The key study with AES (C8-10, 1-2.5 EO) Na was conducted according to OECD Guideline 402 (Leoni, 2012b). The test substance was applied at a dose of 2000 mg/kg bw for 24 h under semi-occlusive conditions. Residual test item was removed thereafter and the animals were observed for clinical signs of toxicity daily. Body weight was assessed before treatment and on days 8 and 15. Upon study termination animals were sacrificed and gross pathology was performed. Additionally, signs of erythema and oedema were assessed using the scoring system laid down in OECD Guideline 404 (Testing of Acute Dermal Irritation/Corrosion). No mortality and no clinical signs of toxicity occurred. Signs of dermal irritation were observed. Erythema grade 1 was observed on 10/10 animals on day 4 which was fully reversed on day 5 on all animals. Eschar formation was observed from day 4 to day 8 and desquamation was observed beginning on day 6 (10/10 animals both). Desquamation was observed in 7/10 animals until study termination. Scratches were observed in 2 of 5 females. Effects on body weight were seen for females but were considered to be of no toxicological relevance. Also an incidental finding (hernia of the liver) was observed upon gross pathology.

No studies for acute inhalation toxicity are available. However, testing the potential of acute toxicity via inhalation route of AES (C8-10, 1-2.5 EO) Na is considered to be not justified. According to Regulation (EC) No 1907/2006, Annex VIII, Section 8.5, Column 2, in addition to the oral route (8.5.1), for substances other than gases, the information mentioned under 8.5.2 to 8.5.3 shall be provided for at least one other route. As information under 8.5.3 (dermal route) is provided, the requirement is fulfilled by using the most appropriate route of exposure.
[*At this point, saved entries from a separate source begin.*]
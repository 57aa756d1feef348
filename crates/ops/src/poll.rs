//! Convergence poller: re-fetch a status until a predicate holds or the retry
//! budget runs out. Cancellation is by dropping the future (the owning flow
//! task is aborted); no timer or fetch outlives it.

use std::future::Future;

use metrics::counter;
use serde::Serialize;
use skiff_api::ApiError;
use skiff_core::ServiceState;
use tracing::debug;

use crate::retry::{RetryOutcome, RetryPolicy};

/// What is being waited for; used to build the exhaustion title.
#[derive(Debug, Clone)]
pub struct PollTarget {
    /// Verb as shown to the user, e.g. "stop".
    pub operation: String,
    /// Kind label, e.g. "shabondi".
    pub kind: String,
    /// Display name of the target.
    pub name: String,
    /// Expected state, e.g. "RUNNING" or "nonexistent".
    pub expected: String,
}

#[derive(Debug, Clone, thiserror::Error)]
pub enum PollError {
    #[error("{title}")]
    Exhausted { title: String, retries: u32, last: serde_json::Value },
    #[error(transparent)]
    Fetch(#[from] ApiError),
}

impl PollTarget {
    /// Waiting for absence reads "Expected state is nonexistent"; waiting for
    /// a concrete state reads "Expected state: RUNNING".
    pub fn exhausted_title(&self, retries: u32, actual: &str) -> String {
        let sep = if self.expected == ServiceState::describe(None) { " is " } else { ": " };
        format!(
            "Try to {} {}: \"{}\" failed after retry {} times. Expected state{}{}, Actual state: {}",
            self.operation, self.kind, self.name, retries, sep, self.expected, actual
        )
    }
}

/// Fetch immediately, then every `policy` delay, until `is_satisfied`.
///
/// A fetch error ends polling at once; only unsatisfied results are retried.
/// `observe` renders the actual state for the exhaustion title.
pub async fn poll_until<T, F, Fut, P, O>(
    policy: &RetryPolicy,
    target: &PollTarget,
    mut fetch: F,
    is_satisfied: P,
    observe: O,
) -> Result<T, PollError>
where
    T: Serialize,
    F: FnMut() -> Fut,
    Fut: Future<Output = Result<T, ApiError>>,
    P: Fn(&T) -> bool,
    O: Fn(&T) -> String,
{
    let mut retry = policy.state();
    loop {
        let value = fetch().await?;
        counter!("ops_poll_attempts_total", 1, "operation" => target.operation.clone());
        if is_satisfied(&value) {
            debug!(op = %target.operation, name = %target.name, attempt = retry.attempt(), "poll satisfied");
            return Ok(value);
        }
        match retry.next_outcome() {
            RetryOutcome::RetryAfter(delay) => {
                debug!(
                    op = %target.operation,
                    name = %target.name,
                    attempt = retry.attempt(),
                    max = retry.max_attempts(),
                    actual = %observe(&value),
                    delay_ms = delay.as_millis() as u64,
                    "poll not satisfied; retrying"
                );
                tokio::time::sleep(delay).await;
            }
            RetryOutcome::GiveUp { retries } => {
                let title = target.exhausted_title(retries, &observe(&value));
                let last = serde_json::to_value(&value).unwrap_or(serde_json::Value::Null);
                return Err(PollError::Exhausted { title, retries, last });
            }
        }
    }
}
AES is mainly used in liquid media and due to its very low vapour pressure [1] inhalation is not viewed as a significant route of exposure. Inhalation of AES may occur by inhalation of aerosols generated by spray cleaners or by inhalation of detergent dusts (e.g. washing powder). Taken into account that the acute toxicity of AES is generally low no further information on acute toxicity is expected by testing for acute inhalation toxicity.

 

 [1] (HERA report, 2003),
http://www.heraproject.com/files/1-HH-04-HERA%20AES%20HH%20web%20wd.pdf


Justification for selection of acute toxicity – oral endpoint
Reliable OECD guideline study.

Justification for selection of acute toxicity – dermal endpoint
Reliable OECD guideline study.

Justification for classification or non-classification

According to the classification criteria of Directive 67/548/EEC and Regulation (EC) No 1272/2008 the substance does not need to be classified for acute toxicity.